Novick Andrew, Cai Diana, Nguyen Quan, Garnett Roman, Adams Ryan, Toberer Eric
Department of Physics, Colorado School of Mines, Golden, Colorado, USA.
Center for Computational Mathematics, Flatiron Institute Address, New York, New York, USA.
Mater Horiz. 2024 Oct 28;11(21):5381-5393. doi: 10.1039/d4mh00432a.
Active learning is a valuable tool for efficiently exploring complex spaces, finding a variety of uses in materials science. However, the determination of convex hulls for phase diagrams does not neatly fit into traditional active learning approaches due to their global nature. Specifically, the thermodynamic stability of a material is not simply a function of its own energy, but rather requires energetic information from all other competing compositions and phases. Here we present convex hull-aware active learning (CAL), a novel Bayesian algorithm that chooses experiments to minimize the uncertainty in the convex hull. CAL prioritizes compositions that are close to or on the hull, leaving significant uncertainty in other compositions that are quickly determined to be irrelevant to the convex hull. The convex hull can thus be predicted with significantly fewer observations than approaches that focus solely on energy. Intrinsic to this Bayesian approach is uncertainty quantification in both the convex hull and all subsequent predictions (, stability and chemical potential). By providing increased search efficiency and uncertainty quantification, CAL can be readily incorporated into the emerging paradigm of uncertainty-based workflows for thermodynamic prediction.

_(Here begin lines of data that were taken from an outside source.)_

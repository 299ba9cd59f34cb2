// ==========================================
// 预算承诺控制引擎 - 命令层
// ==========================================
// 异步处理函数,成功返回 JSON 字符串 (Ok),失败返回 JSON 错误载荷 (Err),
// 另提供按名称分发的入口,供 RPC 宿主与命令行使用
// ==========================================

mod budget;
mod commitment;
mod common;
mod config;
mod transfer;

pub use budget::*;
pub use commitment::*;
pub use common::ErrorResponse;
pub use config::*;
pub use transfer::*;

use serde::de::DeserializeOwned;
use serde_json::Value;

use crate::app::state::AppState;

/// `dispatch` 接受的全部命令名
pub const COMMANDS: &[&str] = &[
    "get_availability",
    "validate_commitment",
    "create_draft",
    "submit_commitment",
    "submit_new_commitment",
    "decide_commitment",
    "resume_commitment",
    "cancel_commitment",
    "get_commitment",
    "list_commitments",
    "create_budget_line",
    "set_budget_line_active",
    "list_budget_lines",
    "list_line_availabilities",
    "get_budget_summary",
    "list_budget_alerts",
    "list_movements",
    "list_audit_trail",
    "get_recent_actions",
    "list_forced_overrides",
    "create_transfer",
    "execute_transfer",
    "cancel_transfer",
    "list_transfers",
    "get_config_snapshot",
    "update_config",
];

/// 以 snake_case JSON 对象参数执行一条命令
pub async fn dispatch(state: &AppState, command: &str, args: &Value) -> Result<String, String> {
    tracing::debug!(command, "dispatching command");

    match command {
        "get_availability" => {
            get_availability(state, arg(args, "budget_line_id")?, arg(args, "exercice")?).await
        }
        "validate_commitment" => validate_commitment(state, arg(args, "input")?).await,
        "create_draft" => create_draft(state, arg(args, "input")?, arg(args, "actor")?).await,
        "submit_commitment" => {
            submit_commitment(state, arg(args, "request_id")?, arg(args, "actor")?).await
        }
        "submit_new_commitment" => {
            submit_new_commitment(state, arg(args, "input")?, arg(args, "actor")?).await
        }
        "decide_commitment" => {
            decide_commitment(
                state,
                arg(args, "request_id")?,
                arg(args, "decision")?,
                arg(args, "motif")?,
                arg(args, "date_reprise")?,
                arg(args, "actor")?,
            )
            .await
        }
        "resume_commitment" => {
            resume_commitment(state, arg(args, "request_id")?, arg(args, "actor")?).await
        }
        "cancel_commitment" => {
            cancel_commitment(
                state,
                arg(args, "request_id")?,
                arg(args, "motif")?,
                arg(args, "actor")?,
            )
            .await
        }
        "get_commitment" => get_commitment(state, arg(args, "request_id")?).await,
        "list_commitments" => {
            list_commitments(state, arg(args, "exercice")?, arg(args, "status")?).await
        }
        "create_budget_line" => {
            create_budget_line(state, arg(args, "input")?, arg(args, "actor")?).await
        }
        "set_budget_line_active" => {
            set_budget_line_active(
                state,
                arg(args, "budget_line_id")?,
                arg(args, "active")?,
                arg(args, "actor")?,
            )
            .await
        }
        "list_budget_lines" => list_budget_lines(state, arg(args, "exercice")?).await,
        "list_line_availabilities" => {
            list_line_availabilities(state, arg(args, "exercice")?).await
        }
        "get_budget_summary" => get_budget_summary(state, arg(args, "exercice")?).await,
        "list_budget_alerts" => list_budget_alerts(state, arg(args, "exercice")?).await,
        "list_movements" => list_movements(state, arg(args, "budget_line_id")?).await,
        "list_audit_trail" => {
            list_audit_trail(state, arg(args, "entity_type")?, arg(args, "entity_id")?).await
        }
        "get_recent_actions" => get_recent_actions(state, arg(args, "limit")?).await,
        "list_forced_overrides" => list_forced_overrides(state, arg(args, "limit")?).await,
        "create_transfer" => {
            create_transfer(state, arg(args, "input")?, arg(args, "actor")?).await
        }
        "execute_transfer" => {
            execute_transfer(state, arg(args, "transfer_id")?, arg(args, "actor")?).await
        }
        "cancel_transfer" => {
            cancel_transfer(
                state,
                arg(args, "transfer_id")?,
                arg(args, "reason")?,
                arg(args, "actor")?,
            )
            .await
        }
        "list_transfers" => {
            list_transfers(state, arg(args, "exercice")?, arg(args, "status")?).await
        }
        "get_config_snapshot" => get_config_snapshot(state).await,
        "update_config" => update_config(state, arg(args, "key")?, arg(args, "value")?).await,
        other => Err(format!("unknown command: {}", other)),
    }
}

/// 读取一个具名参数;缺失的键按 null 处理(Option 为 None)
fn arg<T: DeserializeOwned>(args: &Value, key: &str) -> Result<T, String> {
    let value = args.get(key).cloned().unwrap_or(Value::Null);
    serde_json::from_value(value).map_err(|e| format!("invalid argument {}: {}", key, e))
}

#[cfg(test)]
mod tests {
    use super::*;
    use serde_json::json;

    #[test]
    fn test_arg_reads_optional_and_required_values() {
        let args = json!({ "exercice": 2026, "request_id": "R1" });

        let exercice: Option<i32> = arg(&args, "exercice").unwrap();
        assert_eq!(exercice, Some(2026));
        let status: Option<String> = arg(&args, "status").unwrap();
        assert_eq!(status, None);
        let request_id: String = arg(&args, "request_id").unwrap();
        assert_eq!(request_id, "R1");

        let missing: Result<String, String> = arg(&args, "transfer_id");
        assert!(missing.unwrap_err().contains("transfer_id"));
    }
}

主动学习是有效探索复杂空间的宝贵工具,在材料科学中有多种用途。然而,由于相图凸包的全局性质,其确定并不完全适用于传统的主动学习方法。具体而言,材料的热力学稳定性不仅仅是其自身能量的函数,而是需要来自所有其他竞争成分和相的能量信息。在此,我们提出了凸包感知主动学习(CAL),这是一种新颖的贝叶斯算法,它选择实验以最小化凸包中的不确定性。CAL优先考虑接近或位于凸包上的成分,而对于那些很快被确定与凸包无关的其他成分则保留显著的不确定性。因此,与仅关注能量的方法相比,通过显著更少的观测就能预测凸包。这种贝叶斯方法的内在特点是在凸包以及所有后续预测(如稳定性和化学势)中进行不确定性量化。通过提高搜索效率和不确定性量化,CAL可以很容易地融入基于不确定性的热力学预测工作流程这一新兴范式中。